Jan Brueghel l’Ancien était
miniaturiste. Il suffit de regarder son impressionnant Grand Marché aux
poissons de la Alte Pinacothek de Munich pour comprendre tout ce qu’il doit
à cet art particulier. Là, sur moins d’un mètre de large sur 60 centimètres de
haut c’est plus d’une centaine de personnages s’affairant à toutes sortes
d’activités suscitées par le commerce du poisson qu’il représente, cette fois
sur un support de chêne, dans le seul tiers inférieur du tableau. Si ce dernier
ne figure pas dans l’exposition de Cassel, cette dernière nous fait bien
comprendre que la même précision, jointe à une même multiplicité dans le choix
et le traitement des détails, Jan Brueghel les applique au rendu de la nature.

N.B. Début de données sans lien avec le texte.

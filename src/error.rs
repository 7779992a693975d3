//! Error types for the decision and retraining engine

use thiserror::Error;

/// Whether a collaborator failure is worth retrying
#[derive(Debug, Clone, Copy, PartialEq, Eq)]
pub enum FailureKind {
    /// Transient condition (network hiccup, throttling, staging race)
    Retryable,
    /// Will not succeed on retry (malformed dataset, auth failure)
    Fatal,
}

/// Failure reported by an external collaborator (object storage, training
/// backend, NLP or vision service, notification transport)
#[derive(Debug, Clone, Error)]
#[error("{service} failed ({kind:?}): {message}")]
pub struct ExternalError {
    pub service: String,
    pub kind: FailureKind,
    pub message: String,
}

impl ExternalError {
    pub fn retryable(service: impl Into<String>, message: impl Into<String>) -> Self {
        Self {
            service: service.into(),
            kind: FailureKind::Retryable,
            message: message.into(),
        }
    }

    pub fn fatal(service: impl Into<String>, message: impl Into<String>) -> Self {
        Self {
            service: service.into(),
            kind: FailureKind::Fatal,
            message: message.into(),
        }
    }

    pub fn is_retryable(&self) -> bool {
        self.kind == FailureKind::Retryable
    }
}

/// Engine error taxonomy
#[derive(Debug, Error)]
pub enum EngineError {
    /// Bad input shape or range
    #[error("Validation error: {0}")]
    Validation(String),

    #[error("Missing column '{column}' in record {record}")]
    MissingColumn { column: String, record: usize },

    #[error("Invalid value for column '{column}' in record {record}: {reason}")]
    InvalidValue {
        column: String,
        record: usize,
        reason: String,
    },

    #[error("Insufficient data: {actual} samples provided, at least {required} required")]
    InsufficientData { required: usize, actual: usize },

    #[error("Dimension mismatch: expected {expected} features, got {actual}")]
    DimensionMismatch { expected: usize, actual: usize },

    #[error("Feature layout mismatch: model trained on {expected:?}, got {actual:?}")]
    FeatureLayoutMismatch {
        expected: Vec<String>,
        actual: Vec<String>,
    },

    #[error("Feature vector was scaled with a different scaler (expected {expected:016x}, got {actual:016x})")]
    ScalingMismatch { expected: u64, actual: u64 },

    #[error("Malformed timestamp '{value}': expected format {format}")]
    MalformedTimestamp { value: String, format: String },

    #[error("No anomaly model is currently in service")]
    ModelNotReady,

    #[error("Invalid job transition from {from} to {to}")]
    InvalidTransition { from: String, to: String },

    #[error("Operation cancelled")]
    Cancelled,

    #[error("Timed out after {0:?}")]
    Timeout(std::time::Duration),

    #[error("No faces detected above confidence {min_confidence}")]
    NoFacesDetected { min_confidence: f64 },

    #[error(transparent)]
    External(#[from] ExternalError),

    #[error("IO error: {0}")]
    Io(#[from] std::io::Error),

    #[error("Serialization error: {0}")]
    Serialization(#[from] serde_json::Error),
}

/// Engine result type
pub type Result<T> = std::result::Result<T, EngineError>;

impl EngineError {
    /// Retry policy input: only transient collaborator failures qualify
    pub fn is_retryable(&self) -> bool {
        match self {
            Self::External(e) => e.is_retryable(),
            _ => false,
        }
    }

    /// Errors caused by the caller's input rather than the engine state
    pub fn is_input_error(&self) -> bool {
        matches!(
            self,
            Self::Validation(_)
                | Self::MissingColumn { .. }
                | Self::InvalidValue { .. }
                | Self::InsufficientData { .. }
                | Self::DimensionMismatch { .. }
                | Self::FeatureLayoutMismatch { .. }
                | Self::ScalingMismatch { .. }
                | Self::MalformedTimestamp { .. }
        )
    }
}
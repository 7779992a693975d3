//! Retraining job state machine

use crate::error::{EngineError, Result};
use chrono::{DateTime, Utc};
use serde::{Deserialize, Serialize};
use std::fmt;
use uuid::Uuid;

/// Reason recorded when a pending job is cancelled
pub const CANCELLED_REASON: &str = "cancelled";

#[derive(Debug, Clone, Copy, PartialEq, Eq, Serialize, Deserialize)]
#[serde(rename_all = "SCREAMING_SNAKE_CASE")]
pub enum JobState {
    Pending,
    Training,
    Succeeded,
    Failed,
}

impl JobState {
    pub fn as_str(&self) -> &'static str {
        match self {
            JobState::Pending => "PENDING",
            JobState::Training => "TRAINING",
            JobState::Succeeded => "SUCCEEDED",
            JobState::Failed => "FAILED",
        }
    }

    pub fn is_terminal(&self) -> bool {
        matches!(self, JobState::Succeeded | JobState::Failed)
    }

    /// Pending -> Training -> {Succeeded, Failed}; Pending -> Failed
    pub fn can_transition_to(&self, next: JobState) -> bool {
        matches!(
            (self, next),
            (JobState::Pending, JobState::Training)
                | (JobState::Pending, JobState::Failed)
                | (JobState::Training, JobState::Succeeded)
                | (JobState::Training, JobState::Failed)
        )
    }
}

impl fmt::Display for JobState {
    fn fmt(&self, f: &mut fmt::Formatter<'_>) -> fmt::Result {
        f.write_str(self.as_str())
    }
}

/// One retraining run for a model slot
#[derive(Debug, Clone, PartialEq, Serialize, Deserialize)]
pub struct RetrainingJob {
    pub id: String,
    pub target_slot: String,
    /// Set once the dataset has been staged
    pub dataset_uri: Option<String>,
    /// History records left out of the dataset because they could not be prepared
    #[serde(default)]
    pub skipped_records: usize,
    pub state: JobState,
    pub failure: Option<String>,
    /// Training attempts made against the backend
    pub attempts: u32,
    pub model_version: Option<String>,
    pub created_at: DateTime<Utc>,
    pub started_at: Option<DateTime<Utc>>,
    pub finished_at: Option<DateTime<Utc>>,
}

impl RetrainingJob {
    pub fn new(target_slot: impl Into<String>) -> Self {
        Self {
            id: Uuid::new_v4().to_string(),
            target_slot: target_slot.into(),
            dataset_uri: None,
            skipped_records: 0,
            state: JobState::Pending,
            failure: None,
            attempts: 0,
            model_version: None,
            created_at: Utc::now(),
            started_at: None,
            finished_at: None,
        }
    }

    fn transition(&mut self, next: JobState) -> Result<()> {
        if !self.state.can_transition_to(next) {
            return Err(EngineError::InvalidTransition {
                from: self.state.to_string(),
                to: next.to_string(),
            });
        }
        self.state = next;
        if next.is_terminal() {
            self.finished_at = Some(Utc::now());
        }
        Ok(())
    }

    pub fn start_training(&mut self) -> Result<()> {
        self.transition(JobState::Training)?;
        self.started_at = Some(Utc::now());
        Ok(())
    }

    pub fn succeed(&mut self, model_version: impl Into<String>) -> Result<()> {
        self.transition(JobState::Succeeded)?;
        self.model_version = Some(model_version.into());
        Ok(())
    }

    pub fn fail(&mut self, reason: impl Into<String>) -> Result<()> {
        self.transition(JobState::Failed)?;
        self.failure = Some(reason.into());
        Ok(())
    }

    /// Cancel a job that has not started training
    pub fn cancel(&mut self) -> Result<()> {
        if self.state != JobState::Pending {
            return Err(EngineError::InvalidTransition {
                from: self.state.to_string(),
                to: format!("{} ({})", JobState::Failed, CANCELLED_REASON),
            });
        }
        self.fail(CANCELLED_REASON)
    }

    pub fn is_cancelled(&self) -> bool {
        self.state == JobState::Failed && self.failure.as_deref() == Some(CANCELLED_REASON)
    }
}
//! Deepfake signal adapter over an external vision service
//!
//! Face detection runs as an asynchronous job on the service side. The
//! analyzer polls the job at a fixed interval until it completes or the
//! deadline passes, then forwards the confident faces for scoring.

use crate::error::{EngineError, ExternalError, Result};
use async_trait::async_trait;
use serde::{Deserialize, Serialize};
use std::sync::Arc;
use std::time::Duration;
use tokio::time::Instant;
use tracing::{debug, info, warn};

/// Minimum face confidence (percent) forwarded for scoring
pub const DEFAULT_MIN_CONFIDENCE: f64 = 90.0;

/// Face bounding box in relative image coordinates
#[derive(Debug, Clone, Copy, PartialEq, Serialize, Deserialize)]
pub struct BoundingBox {
    pub left: f64,
    pub top: f64,
    pub width: f64,
    pub height: f64,
}

/// One detected face
#[derive(Debug, Clone, PartialEq, Serialize, Deserialize)]
pub struct FaceDetection {
    /// Offset into the media in milliseconds
    pub timestamp_ms: u64,
    pub bounding_box: BoundingBox,
    /// Detection confidence, 0 to 100
    pub confidence: f64,
}

/// State of a face detection job
#[derive(Debug, Clone, PartialEq)]
pub enum JobStatus {
    InProgress,
    Succeeded(Vec<FaceDetection>),
    Failed(String),
}

/// External vision and media-scoring service
#[async_trait]
pub trait VisionService: Send + Sync {
    /// Start face detection over the media object, returning a job id
    async fn start_face_detection(&self, media_uri: &str) -> std::result::Result<String, ExternalError>;

    async fn face_detection_status(&self, job_id: &str) -> std::result::Result<JobStatus, ExternalError>;

    /// Deepfake likelihood in [0, 1] for the given faces
    async fn score_faces(&self, faces: &[FaceDetection]) -> std::result::Result<f64, ExternalError>;
}

/// Deepfake verdict for one media object
#[derive(Debug, Clone, PartialEq, Serialize, Deserialize)]
pub struct DeepfakeScore {
    pub media_uri: String,
    pub score: f64,
    pub faces_considered: usize,
}

pub struct DeepfakeAnalyzer {
    service: Arc<dyn VisionService>,
    poll_interval: Duration,
    deadline: Duration,
    min_confidence: f64,
}

impl DeepfakeAnalyzer {
    pub fn new(service: Arc<dyn VisionService>) -> Self {
        Self {
            service,
            poll_interval: Duration::from_secs(5),
            deadline: Duration::from_secs(300),
            min_confidence: DEFAULT_MIN_CONFIDENCE,
        }
    }

    pub fn with_polling(mut self, poll_interval: Duration, deadline: Duration) -> Self {
        self.poll_interval = poll_interval;
        self.deadline = deadline;
        self
    }

    pub fn with_min_confidence(mut self, min_confidence: f64) -> Self {
        self.min_confidence = min_confidence;
        self
    }

    pub async fn analyze(&self, media_uri: &str) -> Result<DeepfakeScore> {
        let job_id = self.service.start_face_detection(media_uri).await?;
        info!(media_uri = %media_uri, job_id = %job_id, "Face detection started");

        let faces = self.wait_for_faces(&job_id).await?;
        let confident: Vec<FaceDetection> = faces
            .into_iter()
            .filter(|f| f.confidence > self.min_confidence)
            .collect();

        if confident.is_empty() {
            return Err(EngineError::NoFacesDetected {
                min_confidence: self.min_confidence,
            });
        }

        let score = self.service.score_faces(&confident).await?.clamp(0.0, 1.0);
        debug!(media_uri = %media_uri, score = score, faces = confident.len(), "Media scored");

        Ok(DeepfakeScore {
            media_uri: media_uri.to_string(),
            score,
            faces_considered: confident.len(),
        })
    }

    async fn wait_for_faces(&self, job_id: &str) -> Result<Vec<FaceDetection>> {
        let deadline = Instant::now() + self.deadline;
        loop {
            let status = tokio::time::timeout_at(deadline, self.service.face_detection_status(job_id))
                .await
                .map_err(|_| EngineError::Timeout(self.deadline))??;
            match status {
                JobStatus::Succeeded(faces) => return Ok(faces),
                JobStatus::Failed(reason) => {
                    warn!(job_id = %job_id, reason = %reason, "Face detection failed");
                    return Err(ExternalError::fatal("vision", reason).into());
                }
                JobStatus::InProgress => {}
            }

            if Instant::now() + self.poll_interval > deadline {
                return Err(EngineError::Timeout(self.deadline));
            }
            tokio::time::sleep(self.poll_interval).await;
        }
    }
}

#[cfg(test)]
mod tests {
    use super::*;
    use std::sync::atomic::{AtomicUsize, Ordering};
    use std::sync::Mutex;

    struct MockVision {
        polls_until_done: usize,
        polls: AtomicUsize,
        outcome: JobStatus,
        scored: Mutex<Vec<FaceDetection>>,
    }

    impl MockVision {
        fn new(polls_until_done: usize, outcome: JobStatus) -> Self {
            Self {
                polls_until_done,
                polls: AtomicUsize::new(0),
                outcome,
                scored: Mutex::new(Vec::new()),
            }
        }
    }

    #[async_trait]
    impl VisionService for MockVision {
        async fn start_face_detection(&self, _media_uri: &str) -> std::result::Result<String, ExternalError> {
            Ok("job-1".to_string())
        }

        async fn face_detection_status(&self, _job_id: &str) -> std::result::Result<JobStatus, ExternalError> {
            let n = self.polls.fetch_add(1, Ordering::SeqCst) + 1;
            if n < self.polls_until_done {
                Ok(JobStatus::InProgress)
            } else {
                Ok(self.outcome.clone())
            }
        }

        async fn score_faces(&self, faces: &[FaceDetection]) -> std::result::Result<f64, ExternalError> {
            self.scored.lock().unwrap().extend_from_slice(faces);
            Ok(0.8)
        }
    }

    fn face(confidence: f64) -> FaceDetection {
        FaceDetection {
            timestamp_ms: 1000,
            bounding_box: BoundingBox {
                left: 0.1,
                top: 0.1,
                width: 0.3,
                height: 0.4,
            },
            confidence,
        }
    }

    #[tokio::test(start_paused = true)]
    async fn test_filters_low_confidence_faces() {
        let vision = Arc::new(MockVision::new(
            3,
            JobStatus::Succeeded(vec![face(99.9), face(85.0), face(90.0)]),
        ));
        let analyzer = DeepfakeAnalyzer::new(vision.clone())
            .with_polling(Duration::from_secs(1), Duration::from_secs(30));

        let result = analyzer.analyze("mem://video.mp4").await.unwrap();
        assert_eq!(result.faces_considered, 1);
        assert_eq!(result.score, 0.8);
        assert_eq!(vision.polls.load(Ordering::SeqCst), 3);
        assert_eq!(vision.scored.lock().unwrap()[0].confidence, 99.9);
    }

    #[tokio::test(start_paused = true)]
    async fn test_no_confident_faces() {
        let vision = Arc::new(MockVision::new(1, JobStatus::Succeeded(vec![face(50.0)])));
        let err = DeepfakeAnalyzer::new(vision).analyze("mem://v").await.unwrap_err();
        assert!(matches!(err, EngineError::NoFacesDetected { .. }));
    }

    #[tokio::test(start_paused = true)]
    async fn test_lower_confidence_floor() {
        let vision = Arc::new(MockVision::new(1, JobStatus::Succeeded(vec![face(50.0), face(20.0)])));
        let result = DeepfakeAnalyzer::new(vision)
            .with_min_confidence(40.0)
            .analyze("mem://v")
            .await
            .unwrap();
        assert_eq!(result.faces_considered, 1);
    }

    #[tokio::test(start_paused = true)]
    async fn test_deadline() {
        let vision = Arc::new(MockVision::new(usize::MAX, JobStatus::InProgress));
        let analyzer = DeepfakeAnalyzer::new(vision)
            .with_polling(Duration::from_secs(5), Duration::from_secs(20));
        let err = analyzer.analyze("mem://v").await.unwrap_err();
        assert!(matches!(err, EngineError::Timeout(_)));
    }

    struct HungVision;

    #[async_trait]
    impl VisionService for HungVision {
        async fn start_face_detection(&self, _media_uri: &str) -> std::result::Result<String, ExternalError> {
            Ok("job-2".to_string())
        }

        async fn face_detection_status(&self, _job_id: &str) -> std::result::Result<JobStatus, ExternalError> {
            std::future::pending().await
        }

        async fn score_faces(&self, _faces: &[FaceDetection]) -> std::result::Result<f64, ExternalError> {
            Ok(0.0)
        }
    }

    #[tokio::test(start_paused = true)]
    async fn test_hung_status_call_hits_deadline() {
        let analyzer = DeepfakeAnalyzer::new(Arc::new(HungVision))
            .with_polling(Duration::from_secs(5), Duration::from_secs(20));

        let started = Instant::now();
        let err = analyzer.analyze("mem://v").await.unwrap_err();

        assert!(matches!(err, EngineError::Timeout(d) if d == Duration::from_secs(20)));
        assert!(started.elapsed() >= Duration::from_secs(20));
        assert!(started.elapsed() < Duration::from_secs(21));
    }

    #[tokio::test(start_paused = true)]
    async fn test_failed_job_is_fatal() {
        let vision = Arc::new(MockVision::new(1, JobStatus::Failed("bad codec".into())));
        let err = DeepfakeAnalyzer::new(vision).analyze("mem://v").await.unwrap_err();
        assert!(matches!(err, EngineError::External(_)));
        assert!(!err.is_retryable());
    }
}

Une nature dont il aura célébré avec une attentive constance l’infinie
prodigalité des formes colorées.
Revoyant le Paysage avec
ermite de la Pinacoteca Ambrosiana de Milan, peint aux alentours de 1596,
sans doute à son retour d’Italie, je ne peux m’empêcher de penser à l’abîme qui
sépare notre peintre flamand de ces peintres toscans qui, deux siècles plus
tôt, réintroduisirent
dans l’espace pictural de leur temps, le paysage. Ce ne sont au début
qu’enrochements fantastiques sur lesquels s’élèvent isolés quelques arbres
grossiers, des abrégés d’architectures stéréotypées. L’auteur du Libro dell
arte, Cennino Cennini qui était aussi peintre, ne conseillait-il pas à ses
confrères désireux de peindre des montagnes de manière qui paraisse naturelle
de prendre « de grosses pierres, grossières et non polies » et
de les dessiner « d’après nature, en y distribuant de la lumière et des
ombres » au gré de leur discernement.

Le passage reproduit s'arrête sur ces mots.